Tribunal judiciaire de Grasse, le 12 février 2025, n°25/01602

Le juge de l’exécution du tribunal judiciaire de Grasse, statuant le 12 février 2025, a été saisi de demandes en nullité de commandements. L’occupant contestait la validité d’un commandement de quitter les lieux et d’un commandement de payer, délivrés le jour même de la signification d’un jugement d’expulsion. Il soutenait que ces actes étaient prématurés, le titre n’étant exécutoire qu’après l’expiration du délai d’appel. Le juge a rejeté ces demandes, considérant les commandements réguliers, et a déclaré sans objet une demande de délais pour quitter les lieux.

La régularité du commandement concomitant au titre

L’effectivité de l’exécution provisoire est consacrée. Le juge rappelle les conditions de formation d’un titre exécutoire tiré d’une décision de justice. Pour être valable, un jugement doit être revêtu de la formule exécutoire et avoir été notifié au débiteur. Le jugement en cause, rendu par le juge des contentieux de la protection, était exécutoire de droit par provision. Dès lors, « le jugement du juge des contentieux de la protection a donc force exécutoire à compter de sa signification » (Motifs). Cette exécutivité immédiate est la règle pour les décisions bénéficiant de l’exécution provisoire de plein droit.
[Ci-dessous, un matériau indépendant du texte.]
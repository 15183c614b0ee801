//! Redaction Layer
//!
//! Produces the view of a game one player is entitled to see. Every rule
//! lives in [`Redactor`]; the socket layer and the save file only ever see
//! its output or the unfiltered aggregate.
//!
//! A player viewing someone else's entities sees:
//! - bases and outposts with empty holds and tanks of the same capacity
//! - ships with empty holds and tanks and `overloaded` cleared; health,
//!   position and velocity stay visible
//! - ordnance with a time-to-live of 0
//!
//! Asteroid clusters show their resource only to players who prospected
//! them, and the prospected list never names anyone but the viewer.

use serde_json::Value;

use crate::core::PlayerId;
use crate::game::{AsteroidCluster, CargoHold, FuelTank, Game, Ordnance, ResourceKind, Ship};
use crate::wire::Wire;

/// Whose eyes a view is rendered for.
#[derive(Clone, Debug, PartialEq, Eq)]
pub enum Viewer {
    /// Sees everything. Used for persistence and diagnostics.
    Omniscient,
    /// A seated player.
    Player(PlayerId),
}

impl Viewer {
    /// Whether this viewer may see private state owned by `owner`.
    pub fn owns(&self, owner: &PlayerId) -> bool {
        match self {
            Viewer::Omniscient => true,
            Viewer::Player(id) => id == owner,
        }
    }
}

/// Applies the fog-of-war rules for one viewer.
#[derive(Clone, Copy, Debug)]
pub struct Redactor<'a> {
    viewer: &'a Viewer,
}

impl<'a> Redactor<'a> {
    /// Redactor for `viewer`.
    pub fn new(viewer: &'a Viewer) -> Self {
        Self { viewer }
    }

    /// A redacted copy of `game`. The original is left untouched.
    pub fn redact(&self, game: &Game) -> Game {
        let mut view = game.clone();
        if *self.viewer == Viewer::Omniscient {
            return view;
        }

        for body in &mut view.celestials {
            for base in body.bases_mut() {
                self.installation(&base.owner, &mut base.cargo, &mut base.fuel);
            }
        }
        for cluster in &mut view.asteroids {
            self.cluster(cluster);
        }
        for ship in &mut view.ships {
            self.ship(ship);
        }
        for ordnance in &mut view.ordnance {
            self.ordnance(ordnance);
        }

        view
    }

    fn installation(&self, owner: &PlayerId, cargo: &mut CargoHold, fuel: &mut FuelTank) {
        if self.viewer.owns(owner) {
            return;
        }
        *cargo = CargoHold::empty(cargo.capacity);
        *fuel = FuelTank::empty(fuel.capacity);
    }

    fn ship(&self, ship: &mut Ship) {
        if self.viewer.owns(&ship.owner) {
            return;
        }
        ship.cargo = CargoHold::empty(ship.cargo.capacity);
        ship.fuel = FuelTank::empty(ship.fuel.capacity);
        ship.overloaded = false;
    }

    fn ordnance(&self, ordnance: &mut Ordnance) {
        if !self.viewer.owns(&ordnance.owner) {
            ordnance.ttl = 0;
        }
    }

    fn cluster(&self, cluster: &mut AsteroidCluster) {
        if let Some(outpost) = &mut cluster.outpost {
            self.installation(&outpost.owner, &mut outpost.cargo, &mut outpost.fuel);
        }

        let Viewer::Player(viewer) = self.viewer else {
            return;
        };
        let (resource, prospected) = if cluster.is_prospected_by(viewer) {
            (cluster.resource(), vec![viewer.clone()])
        } else {
            (ResourceKind::Unknown, Vec::new())
        };

        *cluster = AsteroidCluster::new(
            cluster.id.clone(),
            cluster.position,
            resource,
            prospected,
            cluster.outpost.take(),
        );
    }
}

/// Encode `game` as `viewer` is allowed to see it.
pub fn view(game: &Game, viewer: &Viewer) -> Value {
    Redactor::new(viewer).redact(game).encode()
}

#[cfg(test)]
mod tests {
    use super::*;
    use crate::core::{EntityId, HexVector};
    use crate::game::{Base, BodyKind, Capacity, CelestialBody, OrdnanceKind, Outpost};
    use proptest::prelude::*;

    const SEATS: usize = 3;

    fn seat(i: usize) -> PlayerId {
        PlayerId::new(format!("{}", 1000 + i))
    }

    fn hold(capacity: Capacity, n: u32) -> CargoHold {
        CargoHold {
            money: n,
            mines: n,
            torpedoes: n,
            nukes: n,
            outposts: n,
            ore: n,
            bases: n,
            ..CargoHold::empty(capacity)
        }
    }

    fn ship(owner: usize, cargo: u32, fuel: u32, overloaded: bool) -> Ship {
        let mut ship = Ship::new(
            seat(owner),
            "ship",
            EntityId::generate(),
            "frigate",
            true,
            HexVector::new(owner as i32, 0),
            HexVector::new(0, 1),
            4,
            false,
            hold(Capacity::Finite(cargo.max(1) * 7), cargo),
            FuelTank::new(Capacity::Finite(fuel.max(1)), fuel),
        );
        ship.overloaded = overloaded;
        ship.weapon_health = 2;
        ship
    }

    fn sample_game() -> Game {
        let ids = (0..SEATS).map(seat).collect();
        let mut terra = CelestialBody::landable(
            "Terra",
            EntityId::new("t"),
            HexVector::new(13, -6),
            0.6,
            "#0000ff",
        );
        if let BodyKind::Landable { orbital_bases, surface_bases } = &mut terra.kind {
            for i in 0..SEATS {
                let mut base = Base::new(seat(i), "capital", EntityId::generate(), terra.position);
                base.cargo.money = 25;
                base.fuel.fuel = 9;
                surface_bases[i] = Some(base);
            }
            let mut orbital = Base::new(seat(1), "high", EntityId::generate(), terra.position);
            orbital.cargo.nukes = 2;
            orbital_bases[3] = Some(orbital);
        }

        let camp = HexVector::new(21, 0);
        let mut outpost = Outpost::new(seat(2), "camp", EntityId::generate(), camp);
        outpost.cargo.ore = 4;
        let clusters = vec![
            AsteroidCluster::new(
                EntityId::new("a"),
                camp,
                ResourceKind::Ore,
                vec![seat(0), seat(2)],
                Some(outpost),
            ),
            AsteroidCluster::new(
                EntityId::new("b"),
                HexVector::new(22, 0),
                ResourceKind::Ice,
                vec![seat(1)],
                None,
            ),
        ];

        let launch = |owner, velocity, kind| {
            Ordnance::launch(seat(owner), EntityId::generate(), HexVector::ZERO, velocity, kind)
        };
        let ordnance = vec![
            launch(0, HexVector::new(1, 0), OrdnanceKind::Mine),
            launch(1, HexVector::new(0, 1), OrdnanceKind::Nuke),
        ];

        Game::new(
            SEATS,
            vec!["a".into(), "b".into(), "c".into()],
            ids,
            vec![terra],
            clusters,
            vec![ship(0, 3, 5, true), ship(1, 2, 8, false)],
            ordnance,
        )
        .unwrap()
    }

    #[test]
    fn test_omniscient_view_is_canonical() {
        let game = sample_game();
        assert_eq!(Redactor::new(&Viewer::Omniscient).redact(&game), game);
        assert_eq!(view(&game, &Viewer::Omniscient), game.encode());
    }

    #[test]
    fn test_foreign_bases_hide_contents_keep_capacity() {
        let game = sample_game();
        let redacted = Redactor::new(&Viewer::Player(seat(0))).redact(&game);

        for base in redacted.celestials[0].bases() {
            if base.owner == seat(0) {
                assert_eq!(base.cargo.money, 25);
                assert_eq!(base.fuel.fuel, 9);
            } else {
                assert!(base.cargo.is_empty());
                assert_eq!(base.cargo.capacity, Capacity::Unbounded);
                assert_eq!(base.fuel, FuelTank::empty(Capacity::Unbounded));
            }
        }

        let outpost = redacted.asteroids[0].outpost.as_ref().unwrap();
        assert_eq!(outpost.cargo.ore, 0);
    }

    #[test]
    fn test_ship_public_fields_survive() {
        let game = sample_game();
        let redacted = Redactor::new(&Viewer::Player(seat(0))).redact(&game);

        let own = &redacted.ships[0];
        assert_eq!(own, &game.ships[0]);

        let foreign = &redacted.ships[1];
        assert!(foreign.cargo.is_empty());
        assert_eq!(foreign.cargo.capacity, game.ships[1].cargo.capacity);
        assert_eq!(foreign.fuel.fuel, 0);
        assert!(!foreign.overloaded);
        assert_eq!(foreign.weapon_health, 2);
        assert_eq!(foreign.position, game.ships[1].position);
        assert_eq!(foreign.velocity, game.ships[1].velocity);
    }

    #[test]
    fn test_ordnance_ttl() {
        let game = sample_game();
        let redacted = Redactor::new(&Viewer::Player(seat(0))).redact(&game);
        assert_eq!(redacted.ordnance[0].ttl, Ordnance::DEFAULT_TTL);
        assert_eq!(redacted.ordnance[1].ttl, 0);
        assert_eq!(redacted.ordnance[1].kind, OrdnanceKind::Nuke);
    }

    #[test]
    fn test_prospecting_visibility() {
        let game = sample_game();

        let for_zero = Redactor::new(&Viewer::Player(seat(0))).redact(&game);
        assert_eq!(for_zero.asteroids[0].resource(), ResourceKind::Ore);
        assert_eq!(for_zero.asteroids[0].prospected, vec![seat(0)]);
        assert_eq!(for_zero.asteroids[1].resource(), ResourceKind::Unknown);
        assert!(for_zero.asteroids[1].prospected.is_empty());

        let for_one = view(&game, &Viewer::Player(seat(1)));
        assert_eq!(for_one["asteroids"][0]["resource"], 0);
        assert_eq!(for_one["asteroids"][1]["resource"], 2);
        assert_eq!(for_one["asteroids"][1]["prospected"], serde_json::json!([seat(1).as_str()]));
    }

    #[test]
    fn test_canonical_state_untouched() {
        let game = sample_game();
        let before = game.clone();
        let _ = view(&game, &Viewer::Player(seat(2)));
        assert_eq!(game, before);
    }

    // =========================================================================
    // PROPERTIES
    // =========================================================================

    prop_compose! {
        fn arb_ship()(
            owner in 0..SEATS,
            cargo in 0u32..20,
            fuel in 0u32..20,
            overloaded in any::<bool>(),
        ) -> Ship {
            ship(owner, cargo, fuel, overloaded)
        }
    }

    prop_compose! {
        fn arb_ordnance()(owner in 0..SEATS, ttl in 0u32..=5) -> Ordnance {
            let mut o = Ordnance::launch(
                seat(owner),
                EntityId::generate(),
                HexVector::ZERO,
                HexVector::ZERO,
                OrdnanceKind::Torpedo,
            );
            o.ttl = ttl;
            o
        }
    }

    prop_compose! {
        fn arb_cluster()(
            tag in 1u64..=3,
            mask in 0u8..8,
            owner in proptest::option::of(0..SEATS),
        ) -> AsteroidCluster {
            let prospected = (0..SEATS).filter(|i| mask & (1 << i) != 0).map(seat).collect();
            let outpost = owner.map(|i| {
                let mut o = Outpost::new(
                    seat(i),
                    "camp",
                    EntityId::generate(),
                    HexVector::new(20, 0),
                );
                o.fuel.fuel = 3;
                o
            });
            let resource = ResourceKind::from_tag(tag).unwrap();
            AsteroidCluster::new(
                EntityId::generate(),
                HexVector::new(20, 0),
                resource,
                prospected,
                outpost,
            )
        }
    }

    prop_compose! {
        fn arb_game()(
            ships in proptest::collection::vec(arb_ship(), 0..6),
            ordnance in proptest::collection::vec(arb_ordnance(), 0..6),
            asteroids in proptest::collection::vec(arb_cluster(), 0..6),
        ) -> Game {
            let mut game = sample_game();
            game.ships = ships;
            game.ordnance = ordnance;
            game.asteroids = asteroids;
            game
        }
    }

    proptest! {
        #[test]
        fn prop_redaction_idempotent(game in arb_game(), who in 0..SEATS) {
            let viewer = Viewer::Player(seat(who));
            let redactor = Redactor::new(&viewer);
            let once = redactor.redact(&game);
            prop_assert_eq!(redactor.redact(&once), once);
        }

        #[test]
        fn prop_redaction_hides_foreign_state(game in arb_game(), who in 0..SEATS) {
            let me = seat(who);
            let viewer = Viewer::Player(me.clone());
            let redacted = Redactor::new(&viewer).redact(&game);

            for ship in redacted.ships.iter().filter(|s| s.owner != me) {
                prop_assert!(ship.cargo.is_empty());
                prop_assert_eq!(ship.fuel.fuel, 0);
                prop_assert!(!ship.overloaded);
            }
            for ordnance in redacted.ordnance.iter().filter(|o| o.owner != me) {
                prop_assert_eq!(ordnance.ttl, 0);
            }
            for (cluster, original) in redacted.asteroids.iter().zip(&game.asteroids) {
                prop_assert!(cluster.prospected.iter().all(|p| *p == me));
                if original.is_prospected_by(&me) {
                    prop_assert_eq!(cluster.resource(), original.resource());
                } else {
                    prop_assert_eq!(cluster.resource(), ResourceKind::Unknown);
                }
                if let Some(outpost) = cluster.outpost.as_ref().filter(|o| o.owner != me) {
                    prop_assert_eq!(outpost.fuel.fuel, 0);
                }
            }
        }
    }
}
La délivrance simultanée du titre et du commandement est expressément autorisée. Le juge s’appuie sur une disposition réglementaire précise pour écarter l’argument d’une nécessaire carence. Il relève que « le commandement de quitter les lieux peut être délivré de façon concomitante avec la signification du titre servant de fondement aux poursuites » (Motifs). Aucun texte n’impose d’attendre l’expiration des voies de recours, suspensives ou non, pour procéder à la signification de l’acte introductif d’exécution. Cette solution assure une mise en œuvre rapide des décisions de justice, conformément à l’objectif d’efficacité des procédures d’exécution.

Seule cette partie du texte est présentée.